Tumor biology, immune infiltration and liver function define seven hepatocellular carcinoma subtypes linked to distinct drivers, survival and drug response

Tumor heterogeneity is jointly determined by the components of the tumor ecosystem (TES) including tumor cells, immune cells, stromal cells, and non-cellular components. We aimed to identify subtypes using TES-related genes and determine subtype specific drivers and treatments for hepatocellular carcinoma (HCC). We collected 68 genesets depicting tumor biology, immune infiltration, and liver function, totaling 2831 genes, and collected mRNA profiles and clinical data for over 6000 tumors from 65 datasets in the GEO, TCGA, ICGC, and several other databases. We designed a three-step clustering pipeline to identify subtypes. The microenvironment, genomic alteration, and drug response differences were systematically compared among subtypes. Seven subtypes (TES-1/2/3/4/5/6/7) were revealed in 159 tumors from the CHCC-HBV cohort. We constructed a single sample classifier using paired genes (sscpgsTES). TES subtypes were significantly associated with multiple clinical variables including etiology, and survival in 14 of 17 cohorts and the meta-cohort. TES-1 had the poorest prognosis and highest proliferation level. Both TES-2 and TES-7 were immune-enriched, however, TES-2 had a significantly worse prognosis, and hypoxic and immunosuppressive microenvironment. TES-4 had activated Wnt pathway, driven by CTNNB1 mutation. Good prognosis TES-6 exhibited the best differentiation. TES-5 and TES-3 were considered as novel subclasses by comparing with ten previous subtyping systems.
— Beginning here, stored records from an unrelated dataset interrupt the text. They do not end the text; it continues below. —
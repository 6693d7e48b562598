//! Task-Dash Frontend Entry Point

mod api;
mod app;
mod auth;
mod components;
mod config;
mod context;
mod error;
mod logger;
mod models;
mod session;
mod store;
mod sync;
mod validation;

use app::App;
use leptos::prelude::*;

fn main() {
    console_error_panic_hook::set_once();
    logger::init(log::LevelFilter::Debug);
    mount_to_body(App);
}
TES-5 tumors had high AFP but good overall survival, and ∼45% of them harbored AXIN1 mutation. TES-3 was immune and stromal desert, may be driven by high copy number alteration burden, and had the poorest response to immune checkpoint inhibitor. TES-1 and TES-2 had significantly lower response to transarterial chemoembolization, but they showed significantly higher sensitivity to compound YM-155. Tumor ecosystem subtypes expand existing HCC subtyping systems, have distinct drivers, prognosis, and treatment vulnerabilities.